Народная молва тех страшных лет уверяла, что расстрельная пуля ожидала всякого, кто имел привычку носить галстук или очки. Интеллигентного вида человек вызывал классовую ярость победителей и заслуживал немедленной расправы. Именно с тех пор повелось в советском обществе гордиться своим рабоче-крестьянским происхождением и похваляться тем, что «мы в лицеях не учились!».
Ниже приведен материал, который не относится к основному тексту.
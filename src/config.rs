// SPDX-License-Identifier: MIT
// Copyright 2026 Roland Dreier <roland@rolandd.dev>

//! Client configuration loaded from environment variables.

use std::env;
use std::path::PathBuf;
use std::time::Duration;

/// Production backend host.
pub const DEFAULT_API_BASE_URL: &str = "https://mahadevaaya.com/ngoproject/ngoproject_backend";

/// Default token refresh path (SimpleJWT convention).
pub const DEFAULT_TOKEN_REFRESH_PATH: &str = "/api/token/refresh/";

/// Client configuration, loaded once at startup.
#[derive(Debug, Clone)]
pub struct Config {
    /// Backend base URL without trailing slash
    pub api_base_url: String,
    /// Base URL serving the `-hindi` endpoint variants, if any
    pub hindi_base_url: Option<String>,
    /// Path of the token refresh endpoint
    pub token_refresh_path: String,
    /// Where the session is persisted between runs
    pub session_file: PathBuf,
    /// Per-request timeout
    pub request_timeout: Duration,
    /// Maximum number of public feedback entries shown
    pub feedback_limit: usize,
}

impl Default for Config {
    /// Default config for testing only.
    fn default() -> Self {
        Self {
            api_base_url: "http://127.0.0.1:8000".to_string(),
            hindi_base_url: None,
            token_refresh_path: DEFAULT_TOKEN_REFRESH_PATH.to_string(),
            session_file: env::temp_dir().join("ngo-console-test-session.json"),
            request_timeout: Duration::from_secs(5),
            feedback_limit: 10,
        }
    }
}

impl Config {
    /// Load configuration from environment variables.
    pub fn from_env() -> Result<Self, ConfigError> {
        dotenvy::dotenv().ok(); // Load .env file if present

        let api_base_url = env::var("NGO_API_BASE_URL")
            .unwrap_or_else(|_| DEFAULT_API_BASE_URL.to_string());
        let hindi_base_url = env::var("NGO_API_BASE_URL_HI")
            .ok()
            .filter(|v| !v.trim().is_empty());

        let session_file = match env::var("NGO_SESSION_FILE") {
            Ok(path) => PathBuf::from(path),
            Err(_) => default_session_file()?,
        };

        let request_timeout = parse_var("NGO_REQUEST_TIMEOUT_SECS", 30u64)?;
        let feedback_limit = parse_var("NGO_FEEDBACK_LIMIT", 10usize)?;

        Ok(Self {
            api_base_url: normalize_base("NGO_API_BASE_URL", &api_base_url)?,
            hindi_base_url: hindi_base_url.map(|u| normalize_base("NGO_API_BASE_URL_HI", &u)).transpose()?,
            token_refresh_path: env::var("NGO_TOKEN_REFRESH_PATH")
                .unwrap_or_else(|_| DEFAULT_TOKEN_REFRESH_PATH.to_string()),
            session_file,
            request_timeout: Duration::from_secs(request_timeout),
            feedback_limit,
        })
    }

    /// Test config pointing at a mock backend.
    pub fn for_base_url(base_url: &str) -> Self {
        Self {
            api_base_url: base_url.trim_end_matches('/').to_string(),
            ..Self::default()
        }
    }
}

fn normalize_base(name: &'static str, url: &str) -> Result<String, ConfigError> {
    let trimmed = url.trim().trim_end_matches('/');
    if !(trimmed.starts_with("http://") || trimmed.starts_with("https://")) {
        return Err(ConfigError::Invalid(name, url.to_string()));
    }
    Ok(trimmed.to_string())
}

fn parse_var<T: std::str::FromStr>(name: &'static str, default: T) -> Result<T, ConfigError> {
    match env::var(name) {
        Ok(raw) => raw
            .trim()
            .parse()
            .map_err(|_| ConfigError::Invalid(name, raw)),
        Err(_) => Ok(default),
    }
}

fn default_session_file() -> Result<PathBuf, ConfigError> {
    let home = env::var("HOME").map_err(|_| ConfigError::Missing("HOME"))?;
    Ok(PathBuf::from(home)
        .join(".config")
        .join("ngo-console")
        .join("session.json"))
}

/// Configuration errors
#[derive(Debug, thiserror::Error)]
pub enum ConfigError {
    #[error("Missing required environment variable: {0}")]
    Missing(&'static str),

    #[error("Invalid value for {0}: {1}")]
    Invalid(&'static str, String),
}
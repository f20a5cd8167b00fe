// SPDX-License-Identifier: MIT
// Copyright 2026 Roland Dreier <roland@rolandd.dev>

use clap::Subcommand;
use serde_json::{json, Value};
use std::io::BufRead;

use super::output::{emit, record_lines};
use super::{Commands, OutputFormat};
use crate::api::NgoApi;
use crate::error::AppError;
use crate::models::forms::ProblemStatusUpdate;
use crate::models::mail::mail_recipients;
use crate::models::{Credentials, MailDraft, MailSender, Role, Section};

#[derive(Subcommand)]
pub enum ProblemCommands {
    #[command(about = "List problem reports")]
    List,

    #[command(about = "Change the status of a report (admin only)")]
    Status {
        #[arg(help = "Report id")]
        id: String,
        #[arg(help = "New status")]
        status: String,
        #[arg(long, default_value = "", help = "Remark shown with the status")]
        remark: String,
    },

    #[command(about = "Delete a report (admin only)")]
    Delete {
        #[arg(help = "Report id")]
        id: String,
    },
}

#[derive(Subcommand)]
pub enum MailCommands {
    #[command(about = "Send a broadcast to members")]
    Send {
        #[arg(long, help = "Send as region admin instead of district admin")]
        region: bool,
        #[arg(long = "member", required = true, help = "Recipient member id (repeatable)")]
        member_ids: Vec<String>,
        #[arg(long)]
        subject: String,
        #[arg(long)]
        message: String,
    },

    #[command(about = "Show mail history")]
    History {
        #[arg(long, help = "Region mail instead of district mail")]
        region: bool,
    },

    #[command(about = "Show the most recent mail")]
    Latest {
        #[arg(long, help = "Region mail instead of district mail")]
        region: bool,
    },

    #[command(about = "List members that received each mail")]
    Recipients {
        #[arg(long, help = "Region mail instead of district mail")]
        region: bool,
    },
}

pub async fn handle(api: &NgoApi, cmd: Commands, format: OutputFormat) -> anyhow::Result<()> {
    match cmd {
        Commands::Login {
            email_or_phone,
            role,
            password,
        } => {
            let role: Role = role
                .parse()
                .map_err(|e: String| AppError::invalid_field("role", e))?;
            let password = match password {
                Some(p) => p,
                None => read_password()?,
            };
            let session = api
                .login(&Credentials {
                    email_or_phone,
                    password,
                    role,
                })
                .await?;
            let view = json!({
                "role": session.role,
                "unique_id": session.unique_id,
                "landing_route": session.role.landing_route(),
            });
            emit(format, &view, |_| {
                format!(
                    "Logged in as {} ({}). Landing page: {}",
                    session.unique_id,
                    session.role,
                    session.role.landing_route()
                )
            })
        }

        Commands::Logout => {
            api.logout().await;
            emit(format, &json!({"logged_out": true}), |_| "Logged out".to_string())
        }

        Commands::Whoami => {
            let Some(session) = api.session().current_session() else {
                return emit(format, &Value::Null, |_| "Not logged in".to_string());
            };
            let view = json!({
                "role": session.role,
                "unique_id": session.unique_id,
                "name": session.display_name(),
                "districts": session.districts(),
                "access_expires_at": session.access_expires_at(),
            });
            emit(format, &view, |_| {
                let mut lines = vec![
                    format!("User:      {}", session.unique_id),
                    format!("Role:      {}", session.role),
                ];
                if let Some(name) = session.display_name() {
                    lines.push(format!("Name:      {}", name));
                }
                let districts = session.districts();
                if !districts.is_empty() {
                    lines.push(format!("Districts: {}", districts.join(", ")));
                }
                if let Some(exp) = session.access_expires_at() {
                    lines.push(format!("Token exp: {}", exp.to_rfc3339()));
                }
                lines.join("\n")
            })
        }

        Commands::Refresh => match api.session().refresh_access_token().await {
            Some(_) => emit(format, &json!({"refreshed": true}), |_| {
                "Access token refreshed".to_string()
            }),
            None => Err(AppError::SessionExpired.into()),
        },

        Commands::Members { district } => {
            let records = match district {
                Some(d) => api.members(Some(&d)).await?,
                None => api.members_in_scope().await?,
            };
            emit(format, &records, |r| record_lines(r))
        }

        Commands::Dashboard => {
            let summary = api.dashboard_summary().await?;
            emit(format, &summary, |s| {
                let mut lines = Vec::new();
                match &s.members {
                    Section::Loaded(m) => lines.push(format!(
                        "Members:           {} total, {} pending, {} accepted, {} rejected",
                        m.total, m.pending, m.accepted, m.rejected
                    )),
                    Section::Failed(e) => lines.push(format!("Members:           {}", e)),
                }
                for (label, section) in [
                    ("Society donations", &s.society_donations),
                    ("General donations", &s.general_donations),
                ] {
                    match section {
                        Section::Loaded(d) => lines.push(format!(
                            "{}: {} total, {} pending, {} success, {} failed",
                            label, d.total, d.pending, d.success, d.failed
                        )),
                        Section::Failed(e) => lines.push(format!("{}: {}", label, e)),
                    }
                }
                lines.join("\n")
            })
        }

        Commands::Problems { cmd } => handle_problems(api, cmd, format).await,
        Commands::Mail { cmd } => handle_mail(api, cmd, format).await,

        Commands::Feedback => {
            let feedback = api.public_feedback().await?;
            emit(format, &feedback, |items| {
                items
                    .iter()
                    .map(|f| {
                        format!(
                            "{} ({}★) {}\n  {}",
                            f.full_name,
                            f.rating,
                            f.created_at.as_deref().unwrap_or(""),
                            f.message
                        )
                    })
                    .collect::<Vec<_>>()
                    .join("\n")
            })
        }
    }
}

async fn handle_problems(
    api: &NgoApi,
    cmd: ProblemCommands,
    format: OutputFormat,
) -> anyhow::Result<()> {
    match cmd {
        ProblemCommands::List => {
            let reports = api.problem_reports().await?;
            emit(format, &reports, |r| record_lines(r))
        }
        ProblemCommands::Status { id, status, remark } => {
            let updated = api
                .update_problem_status(&id, &ProblemStatusUpdate { status, remark })
                .await?;
            emit(format, &updated, |_| format!("Report {} updated", id))
        }
        ProblemCommands::Delete { id } => {
            api.delete_problem_report(&id).await?;
            emit(format, &json!({"deleted": id}), |_| {
                format!("Report {} deleted", id)
            })
        }
    }
}

async fn handle_mail(api: &NgoApi, cmd: MailCommands, format: OutputFormat) -> anyhow::Result<()> {
    let sender = |region: bool| {
        if region {
            MailSender::Region
        } else {
            MailSender::District
        }
    };

    match cmd {
        MailCommands::Send {
            region,
            member_ids,
            subject,
            message,
        } => {
            let draft = MailDraft {
                member_ids,
                subject,
                message,
            };
            let sent = api.send_mail(sender(region), &draft, None).await?;
            emit(format, &sent, |_| {
                format!("Mail sent to {} member(s)", draft.member_ids.len())
            })
        }
        MailCommands::History { region } => {
            let history = mail_history(api, sender(region)).await?;
            emit(format, &history, |h| record_lines(h))
        }
        MailCommands::Latest { region } => {
            let latest = match sender(region) {
                MailSender::District => api.latest_district_mail().await?,
                MailSender::Region => api.latest_region_mail().await?,
            };
            emit(format, &latest, |m| match m {
                Some(m) => format!(
                    "From:       {}\nRecipients: {} members\nSubject:    {}\n\n{}",
                    m.sender,
                    m.member_ids.len(),
                    m.subject,
                    m.message
                ),
                None => "(no mail sent yet)".to_string(),
            })
        }
        MailCommands::Recipients { region } => {
            let (history, members) = tokio::join!(
                mail_history(api, sender(region)),
                api.members_in_scope()
            );
            let pairs = mail_recipients(&history?, &members?);
            emit(format, &pairs, |pairs| {
                pairs
                    .iter()
                    .map(|p| {
                        format!(
                            "{:<30} {}",
                            p.mail["subject"].as_str().unwrap_or("N/A"),
                            record_lines(std::slice::from_ref(&p.member))
                        )
                    })
                    .collect::<Vec<_>>()
                    .join("\n")
            })
        }
    }
}

async fn mail_history(api: &NgoApi, sender: MailSender) -> crate::error::Result<Vec<Value>> {
    match sender {
        MailSender::District => api.district_mail_history().await,
        MailSender::Region => api.region_mail_history().await,
    }
}

fn read_password() -> anyhow::Result<String> {
    eprint!("Password: ");
    let mut line = String::new();
    std::io::stdin().lock().read_line(&mut line)?;
    Ok(line.trim_end_matches(['\r', '\n']).to_string())
}
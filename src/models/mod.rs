// SPDX-License-Identifier: MIT
// Copyright 2026 Roland Dreier <roland@kernel.org>

//! Data models for the console.

pub mod dashboard;
pub mod feedback;
pub mod fields;
pub mod forms;
pub mod mail;
pub mod session;

pub use dashboard::{DashboardSummary, DonationCounts, MemberCounts, Section};
pub use feedback::Feedback;
pub use mail::{MailDraft, MailRecipient, MailSender, MailSummary};
pub use session::{AllocatedDistrict, Credentials, LoginResponse, Role, Session};
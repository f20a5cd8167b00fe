// SPDX-License-Identifier: MIT
// Copyright 2026 Roland Dreier <roland@rolandd.dev>

//! Role-scoped visibility of records.

use crate::models::fields::{any_eq, any_in, DISTRICT_ADMIN_ID_FIELDS, DISTRICT_FIELDS};
use crate::models::{Role, Session};
use serde_json::Value;

/// Keep only the records the session's role may see. Order is preserved.
///
/// - district-admin: records in the allocated district, or owned by the
///   admin. Without an allocated district nothing is filtered.
/// - region-admin: records in one of the allocated districts. No
///   allocated districts means no records.
/// - admin and member: everything.
pub fn filter_by_scope(records: Vec<Value>, session: &Session) -> Vec<Value> {
    match session.role {
        Role::DistrictAdmin => {
            let districts = session.districts();
            if districts.is_empty() {
                return records;
            }
            records
                .into_iter()
                .filter(|r| {
                    any_in(r, DISTRICT_FIELDS, &districts)
                        || (!session.unique_id.is_empty()
                            && any_eq(r, DISTRICT_ADMIN_ID_FIELDS, &session.unique_id))
                })
                .collect()
        }
        Role::RegionAdmin => {
            let districts = session.districts();
            if districts.is_empty() {
                return Vec::new();
            }
            records
                .into_iter()
                .filter(|r| any_in(r, DISTRICT_FIELDS, &districts))
                .collect()
        }
        Role::Admin | Role::Member => records,
    }
}

/// True when a single record is visible to the session.
pub fn in_scope(record: &Value, session: &Session) -> bool {
    !filter_by_scope(vec![record.clone()], session).is_empty()
}
// SPDX-License-Identifier: MIT
// Copyright 2026 Roland Dreier <roland@rolandd.dev>

//! District and region admin registrations.

use super::{id_value, NgoApi};
use crate::error::{AppError, Result};
use crate::models::forms::{check, DistrictAdminForm, RegionAdminForm};
use crate::services::gateway::to_json;
use crate::services::{Endpoint, Locale, RequestDescriptor};
use serde_json::Value;

impl NgoApi {
    pub async fn register_district_admin(
        &self,
        form: &DistrictAdminForm,
        locale: Locale,
    ) -> Result<Value> {
        check(form)?;
        let url = self.endpoints.localized(Endpoint::DistrictAdmins, locale)?;
        let created = self
            .send(RequestDescriptor::post(url).json(to_json(form)?))
            .await?;
        tracing::info!(district = %form.allocated_district, "District admin registered");
        Ok(created)
    }

    pub async fn register_region_admin(
        &self,
        form: &RegionAdminForm,
        locale: Locale,
    ) -> Result<Value> {
        check(form)?;
        let url = self.endpoints.localized(Endpoint::RegionAdmins, locale)?;
        let created = self
            .send(RequestDescriptor::post(url).json(to_json(form)?))
            .await?;
        tracing::info!(
            districts = form.allocated_district.len(),
            "Region admin registered"
        );
        Ok(created)
    }

    pub async fn district_admins(&self) -> Result<Vec<Value>> {
        self.get_records(self.endpoints.url(Endpoint::DistrictAdmins))
            .await
    }

    pub async fn region_admins(&self) -> Result<Vec<Value>> {
        self.get_records(self.endpoints.url(Endpoint::RegionAdmins))
            .await
    }

    pub async fn district_admin(&self, id: &str) -> Result<Value> {
        self.admin_by_id(Endpoint::DistrictAdmins, id).await
    }

    pub async fn region_admin(&self, id: &str) -> Result<Value> {
        self.admin_by_id(Endpoint::RegionAdmins, id).await
    }

    /// Edit a district admin. `changes` is merged over `{id}`.
    pub async fn update_district_admin(&self, id: &str, changes: Value) -> Result<Value> {
        self.update_admin(Endpoint::DistrictAdmins, id, changes)
            .await
    }

    pub async fn update_region_admin(&self, id: &str, changes: Value) -> Result<Value> {
        self.update_admin(Endpoint::RegionAdmins, id, changes).await
    }

    async fn admin_by_id(&self, endpoint: Endpoint, id: &str) -> Result<Value> {
        let url = self.endpoints.url_with(endpoint, &[("id", id)]);
        self.get_records(url)
            .await?
            .into_iter()
            .next()
            .ok_or_else(|| AppError::NotFound(format!("{} {}", endpoint.path(), id)))
    }

    async fn update_admin(&self, endpoint: Endpoint, id: &str, changes: Value) -> Result<Value> {
        let mut body = serde_json::Map::new();
        body.insert("id".to_string(), id_value(id));
        match changes {
            Value::Object(fields) => body.extend(fields.into_iter().filter(|(k, _)| k != "id")),
            Value::Null => {}
            _ => {
                return Err(AppError::invalid_field(
                    "changes",
                    "Changes must be a JSON object",
                ))
            }
        }

        let url = self.endpoints.url(endpoint);
        self.send(RequestDescriptor::put(url).json(Value::Object(body)))
            .await
    }
}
Гигантская мясорубка совершенно девальвировала человеческую жизнь. Истребив пять сословий самых образованных людей России, чекисты лишили страну мозга. И всё же душа истёрзанной державы задавленно стонала — этот стон слышней всего вырывался из уст уцелевших и сохранивших национальное достоинство учёных, писателей, художников, музыкантов.

Само собой, Лубянка моментально навострила уши.

28 апреля 1918 года, всего через полгода после выстрела «Авроры», сессия Моссовета принимает постановление «Об антисемитской агитации в Москве и Московской области» (опубликовано в «Известиях» в тот же день). А Молотов, выступая на VIII Всероссийском съезде Советов, пригрозил «антисемитам» смертной казнью. Иными словами, молодая власть нисколько не сокращала возмутительного засилья, а всего лишь заставляла закрыть глаза и накрепко замкнуть уста. Терпи и покоряйся! Иначе…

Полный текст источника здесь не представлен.